The adoption of cloud computing and mobile technologies has contributed to a phenomenon known as "information sprawl," in which large volumes of data are hosted outside the traditional data center. A recent study by Symantec noted that this occurrence is having a major impact on document protection strategies, as decision-makers are finding it more difficult to keep confidential solutions safe.
Francis deSouza, an executive at Symantec, said this is contributing to a major transformation in the private sector.
"With mobile devices and cloud giving employees access to information from nearly anywhere, we're also seeing more sensitive information living beyond the traditional IT boundaries," deSouza said. "This is creating concern about how to best protect this information."
Symantec noted that decision-makers need to change their document security initiatives and focus on protecting the information itself, rather than cloud environments or mobile devices. Executives must also recognize that not all data is created equal and some assets need to be more thoroughly secured than others.
By implementing document rights and other identity management technologies, companies may be able to minimize risk by limiting access to confidential resources. In doing so, organizations can adopt cloud and mobile technologies more wholeheartedly.
The consumerization of IT is impacting businesses in a number of ways, including giving decision-makers the ability to support remote working capabilities. However, bring-your-own-device (BYOD) initiatives that enable employees to use personal smartphones and tablets in the workplace are also introducing new document security risks.
A recent study of more than 740 IT executives by Webroot highlighted this concern, revealing that more than 80 percent of respondents said the use of mobile devices in the workplace has created a number of major security risks. Another half of decision-makers said BYOD programs have led to the consumption of more valuable IT resources.

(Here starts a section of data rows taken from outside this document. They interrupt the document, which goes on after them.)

//! Transport contract between the session and a database driver
//!
//! The session only ever talks to a [`Connector`] and the
//! [`DriverConnection`] handles it opens. Failures come back as a
//! [`DriverError`] carrying one kind from a closed set, and the session's
//! whole retry policy keys off [`is_connection_error`].
//!
//! [`PgConnector`] is the production implementation over the native
//! PostgreSQL wire client.

mod params;
mod postgres;
mod value;

pub use params::{ConnectParams, Endpoint, TlsParams, APPLICATION_NAME, DEFAULT_CONNECT_TIMEOUT};
pub use postgres::{PgConnection, PgConnector};
pub use value::{Column, Param, QueryResult, Row};

use async_trait::async_trait;
use thiserror::Error;

/// Closed set of driver failure kinds
#[derive(Debug, Clone, Copy, PartialEq, Eq, Hash)]
pub enum ErrorKind {
    /// Link-level failure: refused, reset, timed out, server shutting down
    Operational,
    /// Client/server desynchronisation or protocol violation
    Interface,
    /// The handle can no longer be used (torn down, busy, closed)
    HandleInvalid,
    /// Bad SQL or reference to a missing object
    Programming,
    /// Constraint violation
    Integrity,
    /// Invalid data or value out of range
    Data,
    /// Insufficient privilege
    Permission,
    /// Feature not supported by the server or driver
    NotSupported,
    /// Invalid connection settings (TLS files, socket mode)
    Configuration,
    /// Anything else
    Internal,
}

impl ErrorKind {
    /// Short lowercase name
    pub fn as_str(&self) -> &'static str {
        match self {
            Self::Operational => "operational",
            Self::Interface => "interface",
            Self::HandleInvalid => "handle_invalid",
            Self::Programming => "programming",
            Self::Integrity => "integrity",
            Self::Data => "data",
            Self::Permission => "permission",
            Self::NotSupported => "not_supported",
            Self::Configuration => "configuration",
            Self::Internal => "internal",
        }
    }
}

impl std::fmt::Display for ErrorKind {
    fn fmt(&self, f: &mut std::fmt::Formatter<'_>) -> std::fmt::Result {
        f.write_str(self.as_str())
    }
}

/// True only for the kinds that mean the link itself failed.
pub fn is_connection_error(kind: ErrorKind) -> bool {
    matches!(kind, ErrorKind::Operational | ErrorKind::Interface)
}

/// Error returned by a [`Connector`] or [`DriverConnection`]
///
/// Displays as the raw driver or server message.
#[derive(Debug, Clone, Error, PartialEq, Eq)]
#[error("{message}")]
pub struct DriverError {
    /// Failure kind
    pub kind: ErrorKind,
    /// Raw message
    pub message: String,
}

impl DriverError {
    /// Create an error of the given kind
    pub fn new(kind: ErrorKind, message: impl Into<String>) -> Self {
        Self {
            kind,
            message: message.into(),
        }
    }

    /// Whether the link itself failed
    pub fn is_connection_error(&self) -> bool {
        is_connection_error(self.kind)
    }
}

impl From<crate::Error> for DriverError {
    fn from(err: crate::Error) -> Self {
        Self::new(err.kind(), err.to_string())
    }
}

/// Opens connections
#[async_trait]
pub trait Connector: Send + Sync {
    /// Handle type produced by [`Connector::open`]
    type Connection: DriverConnection;

    /// Open a new connection
    async fn open(&self, params: &ConnectParams) -> Result<Self::Connection, DriverError>;
}

/// One open connection
#[async_trait]
pub trait DriverConnection: Send {
    /// Switch autocommit on or off
    async fn set_autocommit(&mut self, enabled: bool) -> Result<(), DriverError>;

    /// Run one statement and collect its whole result
    async fn execute(&mut self, sql: &str, params: &[Param]) -> Result<QueryResult, DriverError>;

    /// Cheap liveness probe
    async fn ping(&mut self) -> Result<(), DriverError>;

    /// Server-assigned identifier of this connection
    async fn backend_id(&mut self) -> Result<Option<i64>, DriverError>;

    /// Release the connection
    async fn close(self) -> Result<(), DriverError>;
}

#[cfg(test)]
mod tests {
    use super::*;

    #[test]
    fn test_connection_error_classifier() {
        assert!(is_connection_error(ErrorKind::Operational));
        assert!(is_connection_error(ErrorKind::Interface));
        for kind in [
            ErrorKind::HandleInvalid,
            ErrorKind::Programming,
            ErrorKind::Integrity,
            ErrorKind::Data,
            ErrorKind::Permission,
            ErrorKind::NotSupported,
            ErrorKind::Configuration,
            ErrorKind::Internal,
        ] {
            assert!(!is_connection_error(kind), "{}", kind);
        }
    }

    #[test]
    fn test_driver_error_displays_raw_message() {
        let err = DriverError::new(ErrorKind::Programming, "syntax error at or near \"SELEC\"");
        assert_eq!(err.to_string(), "syntax error at or near \"SELEC\"");
        assert!(!err.is_connection_error());
    }

    #[test]
    fn test_driver_error_from_crate_error() {
        let err: DriverError = crate::Error::ConnectionClosed.into();
        assert_eq!(err.kind, ErrorKind::Operational);
        assert!(err.is_connection_error());

        let err: DriverError = crate::Error::ConnectionBusy("reading_results".into()).into();
        assert_eq!(err.kind, ErrorKind::HandleInvalid);
    }
}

Webroot noted that companies can avoid some of these issues by implementing robust usage policies and document protection tools that minimize unauthorized viewing of confidential records. Executives may also consider launching training programs that educate employees how to securely use smartphones and tablets for work-related tasks without jeopardizing the confidentiality of mission-critical information.
Another report by eSecurity Planet said decision-makers should consider implementing management tools that enable IT departments to monitor mobile device activity and resolve any vulnerabilities that emerge during the process.
Document security is a critical aspect of any organization. Leaving data unprotected can lead to the publication of intellectual property or the theft of clients' sensitive information – both of which can be devastating to a business.
However, despite these potential consequences, many businesses remain unprotected. A recent Mobilisafe study found that employees at small to medium size businesses (SMB) regularly use mobile devices that lack sufficient security measures, with 71 percent displaying operating system and application vulnerabilities. As bring your own device (BYOD) policies become more prevalent at businesses across the country, failure to adequately protect these devices may lead to serious document security issues.
Recognizing the risks of the growing BYOD trend, as well as organizations' increasing reliance on the cloud and other web technologies, NetworkWorld's Jon Oltsik argues that now, more than ever, it is important for businesses to implement document DRM strategies. As he points out, DRM allows an organization to control access to each of its documents on a case-by-case basis. By encrypting data, a business can protect its information, even if the file or device containing it somehow reaches an unauthorized individual.